The Fisher and Paykel incident was another example of the double-extortion technique favored by many ransomware attackers lately. Not content with just encrypting sensitive information, users of the double-extortion technique exfiltrate data from systems and demand ransoms to return it. By actually stealing sensitive data, ransomware groups are insuring against situations where their victims can simply restore encrypted servers or data from backups and avoid paying ransoms.
Hindsight is a wonderful thing, and there are some notable lessons to learn from these attacks, such as:
- The use of double-extortion ransomware is increasing. While having backups in place for servers and data is advisable, the best form of defense is prevention. Many ransomware attacks begin with successful phishing campaigns—email security solutions that can successfully block phishing emails before they reach employees are invaluable.
- The increased use of double-extortion combined with the hugely damaging impacts of successful attacks calls for all organizations to adopt a security-first culture. Ongoing security awareness should be baked into your organization’s mission. Providing employees with continuous opportunities to learn and improve their cybersecurity knowledge is an investment that can pay big dividends in terms of risk mitigation.
- Healthcare organizations remain prime targets for ransomware gangs. The old medical saying that prevention is better than cure applies to cybersecurity defenses at healthcare organizations.

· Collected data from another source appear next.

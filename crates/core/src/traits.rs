//! ObjectStore trait definition
//!
//! This trait defines the key-level operations the file service needs from
//! an S3-compatible store. It keeps the core logic decoupled from the SDK
//! and lets tests substitute an in-memory store or a mock.

use std::time::Duration;

use async_trait::async_trait;
use jiff::Timestamp;
use serde::{Deserialize, Serialize};

use crate::error::{FailedKey, Result};

/// One entry of a flat store listing
#[derive(Debug, Clone, PartialEq, Eq, Serialize, Deserialize)]
pub struct StoreEntry {
    /// Absolute object key
    pub key: String,

    /// Size in bytes (absent for folder markers)
    #[serde(skip_serializing_if = "Option::is_none")]
    pub size: Option<i64>,

    /// Last modified timestamp (absent for folder markers)
    #[serde(skip_serializing_if = "Option::is_none")]
    pub last_modified: Option<Timestamp>,

    /// ETag (usually MD5 for single-part uploads)
    #[serde(skip_serializing_if = "Option::is_none")]
    pub etag: Option<String>,
}

impl StoreEntry {
    /// Entry for a regular object
    pub fn object(key: impl Into<String>, size: i64, last_modified: Timestamp) -> Self {
        Self {
            key: key.into(),
            size: Some(size),
            last_modified: Some(last_modified),
            etag: None,
        }
    }

    /// Entry for a zero-byte folder marker
    pub fn marker(key: impl Into<String>) -> Self {
        Self {
            key: key.into(),
            size: None,
            last_modified: None,
            etag: None,
        }
    }
}

/// One page of a list operation
#[derive(Debug, Clone, Default)]
pub struct ListPage {
    /// Entries in this page
    pub entries: Vec<StoreEntry>,

    /// Continuation token; `None` when this is the last page
    pub continuation_token: Option<String>,
}

/// Per-key outcome of a bulk delete
#[derive(Debug, Clone, Default, PartialEq, Eq)]
pub struct BatchDeleteResult {
    /// Keys the store reported as deleted
    pub deleted: Vec<String>,

    /// Keys the store refused to delete
    pub errors: Vec<FailedKey>,
}

/// Trait for S3-compatible storage operations
///
/// All keys are absolute; namespace resolution happens before a call
/// reaches the store.
#[cfg_attr(test, mockall::automock)]
#[async_trait]
pub trait ObjectStore: Send + Sync {
    /// List one page of entries whose key starts with `prefix`
    async fn list_page(
        &self,
        prefix: &str,
        continuation_token: Option<String>,
    ) -> Result<ListPage>;

    /// Store an object, overwriting any object with the same key
    ///
    /// The returned entry carries what the write response reports. Stores
    /// that do not return a modification time leave `last_modified` unset.
    async fn put_object(
        &self,
        key: &str,
        data: Vec<u8>,
        content_type: Option<String>,
    ) -> Result<StoreEntry>;

    /// Presigned URL for downloading an object
    async fn presign_get(
        &self,
        key: &str,
        expires_in: Duration,
        content_disposition: Option<String>,
    ) -> Result<String>;

    /// Presigned URL for uploading an object with the given content type
    async fn presign_put(
        &self,
        key: &str,
        content_type: &str,
        expires_in: Duration,
    ) -> Result<String>;

    /// Delete a single object
    async fn delete_object(&self, key: &str) -> Result<()>;

    /// Delete a set of objects in one call, reporting per-key failures
    async fn delete_objects(&self, keys: Vec<String>) -> Result<BatchDeleteResult>;
}

#[cfg(test)]
mod tests {
    use super::*;

    #[test]
    fn test_store_entry_object() {
        let ts = Timestamp::from_second(1_700_000_000).unwrap();
        let entry = StoreEntry::object("users/u/a.txt", 12, ts);
        assert_eq!(entry.size, Some(12));
        assert_eq!(entry.last_modified, Some(ts));
    }

    #[test]
    fn test_store_entry_marker() {
        let entry = StoreEntry::marker("users/u/docs/");
        assert!(entry.size.is_none());
        assert!(entry.last_modified.is_none());
    }

    #[test]
    fn test_store_entry_serialization_skips_absent_fields() {
        let json = serde_json::to_string(&StoreEntry::marker("users/u/docs/")).unwrap();
        assert_eq!(json, r#"{"key":"users/u/docs/"}"#);
    }
}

- The JBS attack and the large ransom payment made to the perpetrators provided a perfect example of why the statistics continue to show ransomware attacks increasing. The lucrative rewards for successfully infiltrating a network combined with the privacy of untraceable cryptocurrency payments act as huge incentives for groups around the world to coordinate and land a huge payday.
- While JBS did make the ransom payment demanded by the attackers, it’s worth noting that government bodies such as the ACSC advise against paying ransoms because there’s no guarantee you’ll get the stolen data back.
Australia and New Zealand will both remain prime targets for ransomware attacks over the coming months and years. Hardening cybersecurity defenses, raising cybersecurity awareness, and implementing appropriate preventative measures can help your company avoid the worst impacts of increasingly sophisticated ransomware attacks.